Library Journal Reviews
Perry (Ctr. for African American Studies, Princeton Univ.; Prophets of the Hood) writes the first adult biography of playwright Lorraine Hansberry (1930–65), arguing that although her play, A Raisin in the Sun, is well known, the details of her personal life have been largely obscured owing to her sexuality and radicalism. The daughter of a Chicago real estate developer, Hansberry was not a stellar student but excelled in the arts and creative writing. After moving to New York, she worked under the tutelage of W.E.B. Du Bois and Paul Robeson, researching and writing on black life in the United States and Africa. In 1953, she married Robert Nemiroff, who was Jewish, but continued to have affairs with women. Perry details the development of A Raisin in the Sun and both the popularity and misinterpretation of the play at the time. She also explores Hansberry's lesser-known works, her relationships with James Baldwin and Nina Simone, and her involvement in the civil rights movement. Perry believes that she would have gone on to even more acclaim had she not died of cancer at age 34. VERDICT A must-read for fans of black and queer history, literary biography, and women's history.—Kate Stewart, Arizona Historical Soc., Tuscon
Copyright 2018 Library Journal.
PW Annex Reviews
Perry (May We Forever Stand: A History of the Black National Anthem) explores the art and life of playwright Lorraine Hansberry, who wrote A Raisin in the Sun, about the struggles of an African-American family in mid-century inner-city Chicago, and died at the age of 34 in 1965. "She was one of those great artists whose life rode the wave of some of the most pivotal and complex moments in American history," Perry writes. "World War II, McCarthyism, civil rights.

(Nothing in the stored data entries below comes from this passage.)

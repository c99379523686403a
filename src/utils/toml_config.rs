//! TOML-based configuration for the research server
//!
//! Configuration is read once at startup from a TOML file (`finresearch.toml`
//! by default), adjusted by a handful of environment variables, validated,
//! and then shared read-only for the lifetime of the process.
//!
//! ```toml
//! [server]
//! host = "127.0.0.1"
//! port = 3000
//!
//! [pipeline]
//! program = "python3"
//! args = ["local_orchestrator.py"]
//! timeout_secs = 300
//! ```

use crate::research::pipeline::{DEFAULT_MAX_OUTPUT_BYTES, DEFAULT_TIMEOUT_SECS};
use crate::research::ResearchQuery;
use serde::{Deserialize, Serialize};
use std::collections::HashMap;
use std::fs;
use std::path::{Path, PathBuf};
use std::time::Duration;
use tracing::info;

/// Default configuration file name
pub const DEFAULT_CONFIG_PATH: &str = "finresearch.toml";

/// Root configuration structure loaded from finresearch.toml
#[derive(Debug, Clone, Default, Serialize, Deserialize)]
pub struct ResearchConfig {
    #[serde(default)]
    pub server: ServerConfig,

    #[serde(default)]
    pub pipeline: PipelineConfig,
}

// ============= Server Configuration =============

#[derive(Debug, Clone, Copy, Default, PartialEq, Eq, Serialize, Deserialize)]
#[serde(rename_all = "lowercase")]
pub enum LogFormat {
    #[default]
    Text,
    Json,
}

#[derive(Debug, Clone, Serialize, Deserialize)]
pub struct ServerConfig {
    #[serde(default = "default_host")]
    pub host: String,

    #[serde(default = "default_port")]
    pub port: u16,

    #[serde(default = "default_log_level")]
    pub log_level: String,

    #[serde(default)]
    pub log_format: LogFormat,

    /// Allowed CORS origins; empty allows any origin
    #[serde(default)]
    pub cors_origins: Vec<String>,

    #[serde(default = "default_max_body_bytes")]
    pub max_body_bytes: usize,
}

fn default_host() -> String {
    "127.0.0.1".to_string()
}

fn default_port() -> u16 {
    3000
}

fn default_log_level() -> String {
    "info".to_string()
}

fn default_max_body_bytes() -> usize {
    64 * 1024
}

impl Default for ServerConfig {
    fn default() -> Self {
        Self {
            host: default_host(),
            port: default_port(),
            log_level: default_log_level(),
            log_format: LogFormat::default(),
            cors_origins: Vec::new(),
            max_body_bytes: default_max_body_bytes(),
        }
    }
}

impl ServerConfig {
    /// `host:port` for binding
    pub fn bind_address(&self) -> String {
        format!("{}:{}", self.host, self.port)
    }
}

// ============= Pipeline Configuration =============

#[derive(Debug, Clone, Serialize, Deserialize)]
pub struct PipelineConfig {
    /// Executable that runs the research pipeline
    #[serde(default = "default_program")]
    pub program: String,

    /// Arguments placed before the query
    #[serde(default = "default_args")]
    pub args: Vec<String>,

    #[serde(skip_serializing_if = "Option::is_none")]
    pub working_dir: Option<PathBuf>,

    #[serde(default = "default_timeout_secs")]
    pub timeout_secs: u64,

    #[serde(default = "default_max_output_bytes")]
    pub max_output_bytes: usize,

    #[serde(default = "default_max_query_chars")]
    pub max_query_chars: usize,

    /// Extra environment variables for the pipeline process
    #[serde(default)]
    pub env: HashMap<String, String>,
}

fn default_program() -> String {
    "python3".to_string()
}

fn default_args() -> Vec<String> {
    vec!["local_orchestrator.py".to_string()]
}

fn default_timeout_secs() -> u64 {
    DEFAULT_TIMEOUT_SECS
}

fn default_max_output_bytes() -> usize {
    DEFAULT_MAX_OUTPUT_BYTES
}

fn default_max_query_chars() -> usize {
    ResearchQuery::DEFAULT_MAX_CHARS
}

impl Default for PipelineConfig {
    fn default() -> Self {
        Self {
            program: default_program(),
            args: default_args(),
            working_dir: None,
            timeout_secs: default_timeout_secs(),
            max_output_bytes: default_max_output_bytes(),
            max_query_chars: default_max_query_chars(),
            env: HashMap::new(),
        }
    }
}

impl PipelineConfig {
    pub fn timeout(&self) -> Duration {
        Duration::from_secs(self.timeout_secs)
    }
}

// ============= Configuration Loading & Validation =============

/// Errors that can occur during configuration loading
#[derive(Debug, thiserror::Error)]
pub enum ConfigError {
    #[error("Configuration file not found: {0}")]
    FileNotFound(PathBuf),

    #[error("Failed to read configuration file: {0}")]
    ReadError(#[from] std::io::Error),

    #[error("Failed to parse TOML: {0}")]
    ParseError(#[from] toml::de::Error),

    #[error("Invalid value '{value}' for environment variable {name}")]
    InvalidEnvVar { name: String, value: String },

    #[error("Validation error: {0}")]
    ValidationError(String),
}

impl ResearchConfig {
    /// Load configuration from a TOML file and validate it.
    pub fn load<P: AsRef<Path>>(path: P) -> Result<Self, ConfigError> {
        let path = path.as_ref();

        if !path.exists() {
            return Err(ConfigError::FileNotFound(path.to_path_buf()));
        }

        let content = fs::read_to_string(path)?;
        let config = Self::from_toml(&content)?;
        config.validate()?;

        Ok(config)
    }

    /// Like [`ResearchConfig::load`], but a missing file yields the defaults.
    pub fn load_or_default<P: AsRef<Path>>(path: P) -> Result<Self, ConfigError> {
        match Self::load(&path) {
            Err(ConfigError::FileNotFound(missing)) => {
                info!(
                    "Configuration file {} not found, using defaults",
                    missing.display()
                );
                Ok(Self::default())
            }
            other => other,
        }
    }

    pub fn from_toml(content: &str) -> Result<Self, ConfigError> {
        Ok(toml::from_str(content)?)
    }

    /// Apply overrides from the process environment.
    pub fn apply_env_overrides(&mut self) -> Result<(), ConfigError> {
        self.apply_overrides(|name| std::env::var(name).ok())
    }

    /// Apply overrides from an arbitrary variable lookup.
    ///
    /// Recognised variables: `HOST`, `PORT`, `RESEARCH_PIPELINE_PROGRAM`,
    /// `RESEARCH_PIPELINE_TIMEOUT_SECS`.
    pub fn apply_overrides<F>(&mut self, lookup: F) -> Result<(), ConfigError>
    where
        F: Fn(&str) -> Option<String>,
    {
        if let Some(host) = lookup("HOST") {
            self.server.host = host;
        }
        if let Some(port) = lookup("PORT") {
            self.server.port = parse_env("PORT", &port)?;
        }
        if let Some(program) = lookup("RESEARCH_PIPELINE_PROGRAM") {
            self.pipeline.program = program;
        }
        if let Some(secs) = lookup("RESEARCH_PIPELINE_TIMEOUT_SECS") {
            self.pipeline.timeout_secs = parse_env("RESEARCH_PIPELINE_TIMEOUT_SECS", &secs)?;
        }
        Ok(())
    }

    pub fn validate(&self) -> Result<(), ConfigError> {
        if self.server.host.trim().is_empty() {
            return Err(ConfigError::ValidationError(
                "server.host must not be empty".to_string(),
            ));
        }
        if self.server.port == 0 {
            return Err(ConfigError::ValidationError(
                "server.port must be between 1 and 65535".to_string(),
            ));
        }
        if self.server.max_body_bytes == 0 {
            return Err(ConfigError::ValidationError(
                "server.max_body_bytes must be greater than zero".to_string(),
            ));
        }
        for origin in &self.server.cors_origins {
            if axum::http::HeaderValue::from_str(origin).is_err() {
                return Err(ConfigError::ValidationError(format!(
                    "server.cors_origins contains an invalid origin: '{}'",
                    origin
                )));
            }
        }
        if self.pipeline.program.trim().is_empty() {
            return Err(ConfigError::ValidationError(
                "pipeline.program must not be empty".to_string(),
            ));
        }
        if self.pipeline.timeout_secs == 0 {
            return Err(ConfigError::ValidationError(
                "pipeline.timeout_secs must be greater than zero".to_string(),
            ));
        }
        if self.pipeline.max_output_bytes == 0 {
            return Err(ConfigError::ValidationError(
                "pipeline.max_output_bytes must be greater than zero".to_string(),
            ));
        }
        if self.pipeline.max_query_chars == 0 {
            return Err(ConfigError::ValidationError(
                "pipeline.max_query_chars must be greater than zero".to_string(),
            ));
        }
        Ok(())
    }
}

fn parse_env<T: std::str::FromStr>(name: &str, value: &str) -> Result<T, ConfigError> {
    value.trim().parse().map_err(|_| ConfigError::InvalidEnvVar {
        name: name.to_string(),
        value: value.to_string(),
    })
}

Lorraine was right in the thick of it, trying to make sense of it all." Perry also details Hansberry's activities as a socialist; writes with curiosity and empathy about her complex personal life, including her marriage to a white man, Robert Nemiroff, and her romances with women; and examines the influences upon her of her college-educated parents and mentors, friends such as James Baldwin and Nina Simone, and fellow writers such as Langston Hughes, Richard Wright, and Gwendolyn Brooks. Insightful literary analyses of Hansberry's writings fit alongside annotations of excerpts from her diaries and admiring and affectionate declarations about her. This book, "less a biography than a genre yet to be named—maybe third-person memoir?", is an unusual and exceptional encomium to a brilliant writer and thinker. (Sept.)